Ready For an Environmentally-Friendly Home? Check Out These Popular Design Elements
by Dylan Snyder REALTOR®
The Snyder Group at Keller Williams Realty
Homeowners and homebuyers are increasingly interested in design elements that may serve to help the environment and reduce energy costs. From site location to reduction in energy consumption, small and large changes can make for more comfortable living and take into account the values of occupants. Environmentally friendly design can begin prior to construction or be retrofitted into existing homes by licensed professionals.
Choice of Site
Those looking to build a home or make changes to an existing home may need to know more about the aspects of a site itself. Individuals who want to incorporate a solar panel system for clean energy need to have enough light to make this a practical option. Not every home can benefit from this reliable source of clean energy. The space itself should inspire and suit changing needs. Property owners may want to include gardens and have a measure of privacy when building on a parcel. Taking the time to find the right site for a property can add to long-term enjoyment and beautifully frame a home.
Positioning a Home
For a number of reasons, designers and homeowners need to consider the position of a house on a property. Positioning can affect the amount of natural light and the amount of heating or cooling required keeping occupants comfortable. Changes of positioning may be required for those living in hot climates, such as having large windows located on the north side of a home. Smaller windows would be used on the southern side. The reverse would be true for those living in cooler climates. Positioning a home properly can support passive design elements, which can keep maintenance, cooling and heating costs lower over the lifetime of owning a home.
Selecting Green Materials
There are many ways to make a home more environmentally friendly. Mild steel and aluminum has replaced wood as the primary material used in green homes. In addition, contractors and homeowners can utilize glass, bricks, ceramics and cement during construction or when making upgrades. Individuals may also recycle materials when building. This can keep useful materials out of landfills and reduce the need for additional materials to be manufactured and transported to a site. Homeowners often choose options such as non-toxic paint and LED lighting, along with repurposing and reusing aluminum, tiles, glass and other materials, when renovating a home or designing a green home.
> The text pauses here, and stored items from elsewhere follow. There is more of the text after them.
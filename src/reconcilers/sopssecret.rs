// Copyright 2026, Jeroen van Erp <jeroen@geeko.me>
// SPDX-License-Identifier: Apache-2.0

//! SopsSecret reconciler - decrypts SopsSecrets into Secrets and records the outcome.

use crate::config::Config;
use crate::constants::events::{
    ACTION_RECONCILE, ACTION_UPDATE_STATUS, MSG_STATUS_UPDATE_FAILED, REASON_PROCESSING_ERROR,
};
use crate::decrypt::{Decryptor, SopsDecryptor};
use crate::error::{Error, Result};
use crate::kubernetes::{
    capitalize_first, EventPublisher, KubeEventPublisher, KubeStore, SecretStore, Severity,
};
use crate::reconcilers::backoff::{next_retry_delay, BASE_RETRY};
use crate::reconcilers::status::record_status;
use crate::secrets::{apply_secret, OperationResult};
use crate::types::{SopsSecret, SopsSecretStatus};
use chrono::{DateTime, Utc};
use futures::StreamExt;
use k8s_openapi::api::core::v1::Secret;
use kube::{
    runtime::{controller::Action, Controller},
    Api, Client, ResourceExt,
};
use kube_runtime::watcher::Config as WatcherConfig;
use std::sync::Arc;
use tracing::{debug, error, info, instrument, warn};

/// Collaborators handed to every reconcile invocation
pub struct Context {
    pub store: Arc<dyn SecretStore>,
    pub decryptor: Arc<dyn Decryptor>,
    pub events: Arc<dyn EventPublisher>,
}

impl Context {
    pub fn new(
        store: Arc<dyn SecretStore>,
        decryptor: Arc<dyn Decryptor>,
        events: Arc<dyn EventPublisher>,
    ) -> Self {
        Self {
            store,
            decryptor,
            events,
        }
    }

    pub fn from_client(client: Client, config: &Config) -> Self {
        Self {
            store: Arc::new(KubeStore::new(client.clone())),
            decryptor: Arc::new(SopsDecryptor::new(config.sops_binary.clone())),
            events: Arc::new(KubeEventPublisher::new(client)),
        }
    }
}

pub struct SopsSecretReconciler {
    client: Client,
    config: Config,
}

impl SopsSecretReconciler {
    pub fn new(client: Client, config: Config) -> Self {
        Self { client, config }
    }

    /// Run the controller until a shutdown signal arrives.
    ///
    /// Owned Secrets are watched in the same scope as SopsSecrets. Without
    /// `WATCH_NAMESPACE` that means cluster-wide list/watch RBAC on Secrets, and
    /// every Secret in the cluster is held in the watch cache.
    pub async fn run(self) -> anyhow::Result<()> {
        let (sops_secrets, secrets): (Api<SopsSecret>, Api<Secret>) =
            match self.config.watch_namespace.as_deref() {
                Some(ns) => (
                    Api::namespaced(self.client.clone(), ns),
                    Api::namespaced(self.client.clone(), ns),
                ),
                None => (Api::all(self.client.clone()), Api::all(self.client.clone())),
            };
        let context = Arc::new(Context::from_client(self.client.clone(), &self.config));

        // Owned Secrets are watched too, so manual edits and deletions are reverted
        Controller::new(sops_secrets, WatcherConfig::default())
            .owns(secrets, WatcherConfig::default())
            .shutdown_on_signal()
            .run(reconcile, error_policy, context)
            .for_each(|res| async move {
                match res {
                    Ok(o) => debug!("Reconciled sopssecret: {:?}", o),
                    Err(e) => warn!("Reconciliation error: {:?}", e),
                }
            })
            .await;

        Ok(())
    }
}

async fn reconcile(sops_secret: Arc<SopsSecret>, ctx: Arc<Context>) -> Result<Action> {
    reconcile_at(&sops_secret, &ctx, Utc::now()).await
}

/// One reconcile of `source` as observed at `now`.
///
/// Every apply or status failure is turned into a requeue. An `Err` is only
/// returned for objects that cannot be addressed at all.
#[instrument(
    skip(source, ctx, now),
    fields(sopssecret = %format!("{}/{}", source.namespace().unwrap_or_default(), source.name_any()))
)]
pub async fn reconcile_at(source: &SopsSecret, ctx: &Context, now: DateTime<Utc>) -> Result<Action> {
    if source.namespace().is_none() {
        return Err(Error::MissingObjectKey("metadata.namespace"));
    }
    info!("Reconciling SopsSecret");

    let action = match apply_secret(ctx.store.as_ref(), ctx.decryptor.as_ref(), source).await {
        Ok(result) => manage_success(source, ctx, result, now).await,
        Err(e) => manage_error(source, ctx, &e, now).await,
    };
    Ok(action)
}

async fn manage_success(
    source: &SopsSecret,
    ctx: &Context,
    result: OperationResult,
    now: DateTime<Utc>,
) -> Action {
    if let Err(e) = record_status(ctx.store.as_ref(), source, SopsSecretStatus::success(now)).await {
        error!("Unable to update status: {}", e);
        ctx.events
            .publish(
                source,
                Severity::Warning,
                REASON_PROCESSING_ERROR,
                ACTION_UPDATE_STATUS,
                MSG_STATUS_UPDATE_FAILED,
            )
            .await;
        return Action::requeue(BASE_RETRY);
    }

    let reason = result.capitalized();
    ctx.events
        .publish(
            source,
            Severity::Normal,
            reason,
            ACTION_RECONCILE,
            &format!("{} secret: {}", reason, source.name_any()),
        )
        .await;

    Action::await_change()
}

async fn manage_error(source: &SopsSecret, ctx: &Context, issue: &Error, now: DateTime<Utc>) -> Action {
    let message = issue.to_string();
    warn!(kind = ?issue.kind(), "Reconcile failed: {}", message);

    ctx.events
        .publish(
            source,
            Severity::Warning,
            REASON_PROCESSING_ERROR,
            ACTION_RECONCILE,
            &capitalize_first(&message),
        )
        .await;

    let status = SopsSecretStatus::failure(now, message);
    if let Err(e) = record_status(ctx.store.as_ref(), source, status).await {
        error!("Unable to update status: {}", e);
        ctx.events
            .publish(
                source,
                Severity::Warning,
                REASON_PROCESSING_ERROR,
                ACTION_UPDATE_STATUS,
                MSG_STATUS_UPDATE_FAILED,
            )
            .await;
        return Action::requeue(BASE_RETRY);
    }

    let delay = next_retry_delay(source.status.as_ref(), now);
    debug!("Retrying in {:?}", delay);
    Action::requeue(delay)
}

fn error_policy(_sops_secret: Arc<SopsSecret>, error: &Error, _ctx: Arc<Context>) -> Action {
    error!("Reconciliation error: {}", error);
    Action::requeue(BASE_RETRY)
}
Choosing certain materials can help homeowners reduce energy bills and more. Natural and fabricated brick can is useful in absorbing solar heat. Brick made up of specific materials may have lower water absorption and be fire-resistant. Homeowners looking for a durable and low-maintenance material for their walls may opt to include ceramic. Available flooring options that are eco-friendly include bamboo and laminated wood. However, there are a range of natural and durable materials, such as granite and terrazzo, which are appealing choices for flooring in a green home. Materials can help protect occupants from fire, reduce maintenance requirements and keep a home warmer or cooler as needed.
Designing & Layout
Potential homebuyers desire an open layout. Choosing an open layout can decrease construction costs, while improving ventilation and light in a home. Many homeowners appreciate the natural light illuminating a home with an open layout. Another benefit is being able to rearrange furniture easily for changing purposes.
Going with Clean Energy
Solar energy panels can be seen on homes in many communities across the United States and in other countries. Those homeowners that invest in solar panels can have a consistent energy source and not be subject to issues that may occur from being tied to a local utility system, thus cutting down on one’s carbon footprint. Proper placement is needed to make sure that enough solar energy is generated from the installed system. It is possible to lease or purchase a solar panel system, making clean energy more accessible for the average homeowner.
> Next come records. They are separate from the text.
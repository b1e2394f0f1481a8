// Copyright 2026, Jeroen van Erp <jeroen@geeko.me>
// SPDX-License-Identifier: Apache-2.0

//! Controller owner references between a SopsSecret and its Secret.
//!
//! The link is a value (apiVersion, kind, name, uid) stored on the Secret and
//! compared by value. It is never followed.

use crate::error::{Error, Result};
use crate::types::SopsSecret;
use k8s_openapi::api::core::v1::Secret;
use k8s_openapi::apimachinery::pkg::apis::meta::v1::OwnerReference;
use kube::{Resource, ResourceExt};

/// True when `secret` names `source` as its controlling owner
pub fn is_controlled_by(secret: &Secret, source: &SopsSecret) -> bool {
    let Some(uid) = source.meta().uid.as_deref() else {
        return false;
    };
    secret
        .owner_references()
        .iter()
        .any(|r| r.controller == Some(true) && r.uid == uid)
}

/// Refuse to touch a Secret this operator did not create for `source`
pub fn ensure_controlled_by(secret: &Secret, source: &SopsSecret) -> Result<()> {
    if is_controlled_by(secret, source) {
        Ok(())
    } else {
        Err(not_owned(secret, source))
    }
}

/// Make `source` the controlling owner of `secret`.
///
/// An existing reference to the same owner (group, kind, name) is replaced in
/// place. Another controller reference is an error.
pub fn set_controller_reference(secret: &mut Secret, source: &SopsSecret) -> Result<()> {
    let owner = OwnerReference {
        block_owner_deletion: Some(true),
        ..source
            .controller_owner_ref(&())
            .ok_or(Error::MissingObjectKey("metadata.uid"))?
    };

    let foreign_controller = secret
        .owner_references()
        .iter()
        .any(|r| r.controller == Some(true) && r.uid != owner.uid);
    if foreign_controller {
        return Err(not_owned(secret, source));
    }

    let refs = secret.owner_references_mut();
    match refs.iter_mut().find(|r| same_owner(r, &owner)) {
        Some(existing) => *existing = owner,
        None => refs.push(owner),
    }
    Ok(())
}

fn same_owner(a: &OwnerReference, b: &OwnerReference) -> bool {
    api_group(&a.api_version) == api_group(&b.api_version) && a.kind == b.kind && a.name == b.name
}

fn api_group(api_version: &str) -> &str {
    api_version
        .rsplit_once('/')
        .map(|(group, _)| group)
        .unwrap_or("")
}

fn not_owned(secret: &Secret, source: &SopsSecret) -> Error {
    Error::NotOwned {
        namespace: secret
            .namespace()
            .or_else(|| source.namespace())
            .unwrap_or_default(),
        name: secret.name_any(),
    }
}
Always Test Before Big Renovations
Those who are looking to make updates on an existing home would do well to perform environmental testing prior to the start of a major project, as well as after the work is complete to ensure the home is safe. Lead, mold and asbestos are only a few issues that homeowners may need to contend with and it is best for homeowners to prepare for such challenges in order to reduce their exposure to harmful organisms or materials.